## [GIVEN ENTRIES]
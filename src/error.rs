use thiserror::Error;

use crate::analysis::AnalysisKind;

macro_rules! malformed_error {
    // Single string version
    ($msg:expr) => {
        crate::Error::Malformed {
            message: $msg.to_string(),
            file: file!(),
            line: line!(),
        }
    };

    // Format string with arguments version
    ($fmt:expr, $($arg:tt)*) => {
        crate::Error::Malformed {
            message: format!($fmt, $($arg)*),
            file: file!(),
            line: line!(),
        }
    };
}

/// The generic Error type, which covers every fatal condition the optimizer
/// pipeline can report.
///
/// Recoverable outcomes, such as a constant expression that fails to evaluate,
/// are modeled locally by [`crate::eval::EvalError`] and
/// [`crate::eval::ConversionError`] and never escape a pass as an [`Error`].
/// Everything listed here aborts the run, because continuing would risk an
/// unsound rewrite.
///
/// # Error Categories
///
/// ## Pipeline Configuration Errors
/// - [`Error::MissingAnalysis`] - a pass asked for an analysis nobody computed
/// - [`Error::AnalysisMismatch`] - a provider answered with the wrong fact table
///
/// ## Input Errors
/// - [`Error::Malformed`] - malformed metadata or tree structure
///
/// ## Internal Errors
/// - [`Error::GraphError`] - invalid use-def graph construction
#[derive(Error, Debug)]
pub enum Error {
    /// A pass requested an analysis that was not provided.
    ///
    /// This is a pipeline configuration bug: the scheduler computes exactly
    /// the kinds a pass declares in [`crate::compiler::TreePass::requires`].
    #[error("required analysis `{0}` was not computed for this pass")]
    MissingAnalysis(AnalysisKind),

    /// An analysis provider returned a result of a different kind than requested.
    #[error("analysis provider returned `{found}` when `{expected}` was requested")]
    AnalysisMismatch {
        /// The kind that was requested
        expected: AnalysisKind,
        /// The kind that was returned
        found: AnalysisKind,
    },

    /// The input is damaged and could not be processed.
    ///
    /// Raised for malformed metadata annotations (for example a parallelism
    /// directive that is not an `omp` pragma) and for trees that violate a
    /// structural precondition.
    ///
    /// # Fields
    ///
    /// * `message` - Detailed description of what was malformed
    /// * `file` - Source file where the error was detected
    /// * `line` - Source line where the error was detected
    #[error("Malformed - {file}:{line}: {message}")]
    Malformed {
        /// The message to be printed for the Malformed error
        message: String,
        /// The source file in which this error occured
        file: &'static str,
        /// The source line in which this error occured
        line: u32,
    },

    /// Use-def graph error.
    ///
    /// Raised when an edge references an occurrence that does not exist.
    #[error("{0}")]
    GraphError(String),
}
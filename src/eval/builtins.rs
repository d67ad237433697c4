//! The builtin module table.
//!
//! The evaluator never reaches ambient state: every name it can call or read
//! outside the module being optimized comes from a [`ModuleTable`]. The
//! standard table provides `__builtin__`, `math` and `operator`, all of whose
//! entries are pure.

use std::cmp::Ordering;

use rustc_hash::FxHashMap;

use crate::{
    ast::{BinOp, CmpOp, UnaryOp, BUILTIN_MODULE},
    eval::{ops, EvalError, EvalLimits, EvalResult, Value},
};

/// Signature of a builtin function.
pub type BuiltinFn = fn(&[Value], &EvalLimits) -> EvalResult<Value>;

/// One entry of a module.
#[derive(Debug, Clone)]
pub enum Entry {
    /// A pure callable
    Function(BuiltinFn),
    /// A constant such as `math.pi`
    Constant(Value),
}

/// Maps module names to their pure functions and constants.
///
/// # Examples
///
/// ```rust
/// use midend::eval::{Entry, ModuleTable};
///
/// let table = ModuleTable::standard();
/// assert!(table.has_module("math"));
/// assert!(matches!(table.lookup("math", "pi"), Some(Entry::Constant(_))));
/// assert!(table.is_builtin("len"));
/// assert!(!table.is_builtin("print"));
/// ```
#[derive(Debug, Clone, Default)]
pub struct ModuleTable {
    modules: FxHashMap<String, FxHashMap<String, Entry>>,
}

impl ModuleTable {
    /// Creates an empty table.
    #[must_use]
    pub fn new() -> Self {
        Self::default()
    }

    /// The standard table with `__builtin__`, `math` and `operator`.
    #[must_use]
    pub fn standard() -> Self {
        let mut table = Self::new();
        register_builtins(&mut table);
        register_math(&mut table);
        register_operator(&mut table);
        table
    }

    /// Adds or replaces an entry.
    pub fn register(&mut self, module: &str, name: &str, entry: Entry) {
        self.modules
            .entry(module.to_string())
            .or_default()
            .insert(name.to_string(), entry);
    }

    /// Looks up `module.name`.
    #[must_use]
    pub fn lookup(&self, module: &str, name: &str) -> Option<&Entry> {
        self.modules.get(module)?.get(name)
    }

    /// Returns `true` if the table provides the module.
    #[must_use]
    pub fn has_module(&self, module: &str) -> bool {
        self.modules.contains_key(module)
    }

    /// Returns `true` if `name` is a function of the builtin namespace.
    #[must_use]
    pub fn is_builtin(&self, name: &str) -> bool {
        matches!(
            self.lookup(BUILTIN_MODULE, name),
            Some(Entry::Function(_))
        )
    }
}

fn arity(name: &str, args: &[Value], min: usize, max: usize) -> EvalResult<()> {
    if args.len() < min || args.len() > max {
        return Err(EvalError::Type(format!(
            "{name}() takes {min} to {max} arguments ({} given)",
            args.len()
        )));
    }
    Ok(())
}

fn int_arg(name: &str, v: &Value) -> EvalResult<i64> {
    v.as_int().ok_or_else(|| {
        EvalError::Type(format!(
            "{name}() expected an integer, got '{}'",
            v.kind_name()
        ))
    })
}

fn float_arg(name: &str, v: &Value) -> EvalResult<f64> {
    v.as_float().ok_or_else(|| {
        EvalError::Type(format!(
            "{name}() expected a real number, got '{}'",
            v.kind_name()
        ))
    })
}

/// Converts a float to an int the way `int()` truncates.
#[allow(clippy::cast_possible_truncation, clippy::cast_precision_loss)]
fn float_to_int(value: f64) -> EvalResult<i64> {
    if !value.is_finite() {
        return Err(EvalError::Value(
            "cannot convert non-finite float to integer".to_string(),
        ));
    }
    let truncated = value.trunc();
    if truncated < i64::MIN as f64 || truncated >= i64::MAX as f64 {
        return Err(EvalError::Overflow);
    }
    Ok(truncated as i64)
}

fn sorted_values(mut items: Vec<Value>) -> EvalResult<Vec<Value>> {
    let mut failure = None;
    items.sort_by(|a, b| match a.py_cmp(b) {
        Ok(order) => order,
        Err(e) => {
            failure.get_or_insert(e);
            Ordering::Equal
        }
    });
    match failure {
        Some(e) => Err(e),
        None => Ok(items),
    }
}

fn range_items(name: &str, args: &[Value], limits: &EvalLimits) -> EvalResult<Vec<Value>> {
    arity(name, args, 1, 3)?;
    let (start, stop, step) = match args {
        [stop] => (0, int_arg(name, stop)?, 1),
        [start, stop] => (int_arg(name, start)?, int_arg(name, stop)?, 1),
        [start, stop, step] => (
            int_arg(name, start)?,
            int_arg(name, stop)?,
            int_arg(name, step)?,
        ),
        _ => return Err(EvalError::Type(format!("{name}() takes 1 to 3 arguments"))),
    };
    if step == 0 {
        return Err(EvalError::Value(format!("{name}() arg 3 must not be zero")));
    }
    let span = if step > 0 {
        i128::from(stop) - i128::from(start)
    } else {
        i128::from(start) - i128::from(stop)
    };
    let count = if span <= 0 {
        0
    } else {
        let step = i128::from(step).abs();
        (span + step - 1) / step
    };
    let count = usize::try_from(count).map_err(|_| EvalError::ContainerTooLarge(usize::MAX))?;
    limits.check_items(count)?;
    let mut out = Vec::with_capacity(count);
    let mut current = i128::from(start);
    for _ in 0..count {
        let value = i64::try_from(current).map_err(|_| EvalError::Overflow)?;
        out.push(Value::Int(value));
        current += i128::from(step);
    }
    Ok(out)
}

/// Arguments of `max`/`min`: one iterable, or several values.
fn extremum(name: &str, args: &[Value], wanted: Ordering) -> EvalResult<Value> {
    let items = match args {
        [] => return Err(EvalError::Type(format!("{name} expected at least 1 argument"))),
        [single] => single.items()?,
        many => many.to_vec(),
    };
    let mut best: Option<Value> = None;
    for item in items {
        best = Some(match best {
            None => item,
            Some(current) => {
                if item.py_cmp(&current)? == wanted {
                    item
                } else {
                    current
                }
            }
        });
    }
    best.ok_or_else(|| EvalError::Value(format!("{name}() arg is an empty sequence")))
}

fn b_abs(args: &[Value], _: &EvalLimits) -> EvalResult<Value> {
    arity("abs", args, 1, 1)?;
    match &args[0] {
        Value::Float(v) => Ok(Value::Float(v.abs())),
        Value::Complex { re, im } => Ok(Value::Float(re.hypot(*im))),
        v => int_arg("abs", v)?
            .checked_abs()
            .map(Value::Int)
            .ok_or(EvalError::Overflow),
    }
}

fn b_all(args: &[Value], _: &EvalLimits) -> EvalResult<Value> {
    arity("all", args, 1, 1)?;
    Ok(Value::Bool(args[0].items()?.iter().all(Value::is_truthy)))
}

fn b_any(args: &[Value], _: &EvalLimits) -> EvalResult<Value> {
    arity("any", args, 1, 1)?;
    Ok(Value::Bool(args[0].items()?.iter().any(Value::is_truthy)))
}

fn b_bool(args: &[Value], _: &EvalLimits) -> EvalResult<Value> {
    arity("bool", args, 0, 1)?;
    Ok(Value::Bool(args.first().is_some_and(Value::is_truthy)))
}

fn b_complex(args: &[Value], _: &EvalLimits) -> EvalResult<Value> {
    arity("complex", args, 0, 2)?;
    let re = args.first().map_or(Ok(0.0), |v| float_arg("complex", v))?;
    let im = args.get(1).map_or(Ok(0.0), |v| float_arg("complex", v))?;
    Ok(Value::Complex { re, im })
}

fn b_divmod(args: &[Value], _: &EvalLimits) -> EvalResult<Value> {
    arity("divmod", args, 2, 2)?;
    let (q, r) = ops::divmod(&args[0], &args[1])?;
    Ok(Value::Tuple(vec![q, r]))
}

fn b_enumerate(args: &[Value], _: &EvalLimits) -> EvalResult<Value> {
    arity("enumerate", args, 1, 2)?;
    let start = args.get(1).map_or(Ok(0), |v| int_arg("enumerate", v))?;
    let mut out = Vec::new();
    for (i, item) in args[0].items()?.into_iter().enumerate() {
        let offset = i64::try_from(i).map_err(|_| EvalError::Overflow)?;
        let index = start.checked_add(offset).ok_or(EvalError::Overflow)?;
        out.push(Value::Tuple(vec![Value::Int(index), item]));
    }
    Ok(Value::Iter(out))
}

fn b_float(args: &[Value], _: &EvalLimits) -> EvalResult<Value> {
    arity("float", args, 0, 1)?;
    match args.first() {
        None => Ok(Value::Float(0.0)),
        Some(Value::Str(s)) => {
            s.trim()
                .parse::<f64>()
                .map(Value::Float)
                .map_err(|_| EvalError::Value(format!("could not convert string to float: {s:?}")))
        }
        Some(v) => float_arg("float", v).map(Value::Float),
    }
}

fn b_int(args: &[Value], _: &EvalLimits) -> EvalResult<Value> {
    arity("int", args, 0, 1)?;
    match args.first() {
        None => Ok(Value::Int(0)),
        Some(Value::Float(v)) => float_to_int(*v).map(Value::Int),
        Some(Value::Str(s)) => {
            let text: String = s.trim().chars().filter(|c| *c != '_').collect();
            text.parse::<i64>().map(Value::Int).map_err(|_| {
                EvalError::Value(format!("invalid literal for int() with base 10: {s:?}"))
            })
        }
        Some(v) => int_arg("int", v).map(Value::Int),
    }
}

## [EXERCISE DIRECTIONS]
Wherever the word "MissingAnalysis" turns up in the records, copy out the line it is on.

## [RESPONSE TO THIS TASK]
/// - [`Error::MissingAnalysis`] - a pass asked for an analysis nobody computed
    MissingAnalysis(AnalysisKind),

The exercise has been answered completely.